Pope Benedict XVI on Saturday removed restrictions on celebrating the old Latin Mass, reviving a rite that was all but swept away by the liberalizing reforms of the Second Vatican Council.
The decision, a victory for traditional, conservative Roman Catholics, came over the objections of liberal-minded Catholics and angered Jews because the Tridentine Mass contains a prayer for their conversion.
Benedict, who stressed that he was not negating Vatican II, issued a document authorizing parish priests to celebrate the Tridentine rite if a "stable group of faithful" requests it. Currently, the local bishop must approve such requests - an obstacle that supporters of the rite say has greatly limited its availability.
"What earlier generations held as sacred remains sacred and great for us, too," Benedict wrote.
The document upset Jews, since the Tridentine rite contains a prayer on Good Friday of Easter Week calling for their conversion. The Anti-Defamation League called the move a "body blow to Catholic-Jewish relations," the Jewish news agency JTA reported.
The Simon Wiesenthal Center urged Benedict to publicly point out that such phrases "are now entirely contrary to the teaching of the church."
The old prayer, contained in the 1962 missal of the Tridentine rite, read: "Let us pray also for the Jews that the Lord our God may take the veil from their hearts and that they also may acknowledge our Lord Jesus Christ. Let us pray: Almighty and everlasting God, you do not refuse your mercy even to the Jews; hear the prayers which we offer for the blindness of that people so that they may acknowledge the light of your truth, which is Christ, and be delivered from their darkness."

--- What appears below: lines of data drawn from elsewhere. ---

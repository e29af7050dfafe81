//! Error handling utilities

use crate::error::CookError;
use tracing::error;

/// Report a fatal error and exit with status 1
pub fn handle_fatal_error(error: anyhow::Error, verbose: u8) -> ! {
    error!("Fatal error: {}", error);
    eprintln!("Error: {error}");

    if verbose >= 1 {
        eprintln!("\nError chain:");
        for (i, cause) in error.chain().enumerate() {
            eprintln!("  {}: {}", i, cause);
        }
    }

    if let Some(CookError::Bug(_)) = error.downcast_ref::<CookError>() {
        eprintln!("This is a defect in a cook task, not a problem with the content.");
    }
    std::process::exit(1)
}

The prayer used in the New Mass according to the Pope Paul VI missal reads: "Let us pray for the Jewish people, the first to hear the word of God, that they may continue to grow in the love of his name and in faithfulness to his covenant. Almighty and eternal God, long ago you gave your promise to Abraham and his posterity. Listen to your church as we pray that the people you first made your own may arrive at the fullness of redemption."
Christians fear division
In addition to Jewish concerns, bishops in France and liberal-minded clergy and faithful elsewhere expressed concerns that allowing freer use of the Tridentine liturgy would imply a negation of Vatican II and create divisions in parishes since two different liturgies would be celebrated.
Benedict said those fears were "unfounded" in a letter to bishops accompanying the Latin text.
He said the New Mass remained the "normal" form of Mass while the Tridentine version was an "extraordinary" one that would probably only be sought by a few Catholics.
The document "doesn't impose any return to the past, it doesn't mean any weakening of the authority of the council nor the authority and responsibility of bishops," Vatican spokesman Rev. Federico Lombardi said.
However, Cardinal Jean-Pierre Ricard, the head of the French bishops' conference, warned that the move will create divisions. "There will be resistance from both sides," he told Le Monde.
The liberal lay church group We Are Church said that the move represented a step back from Vatican II and could set an even more conservative direction for the church. It warned of a "new split within many parishes, diocese and finally the entire Roman Catholic Church."
"It is to be feared that while it appears to only be about the old Mass, in reality it is an attempt to set the Catholic Church on a new old course," the group said.
Ricard, speaking on France-Info radio Saturday, said the move does not mean the entire church is becoming more fundamentalist. "Just because you have in a family a cousin who is a bit different, whom you tolerate and accept, doesn't mean that the whole family adopts his positions or his way of life," he said.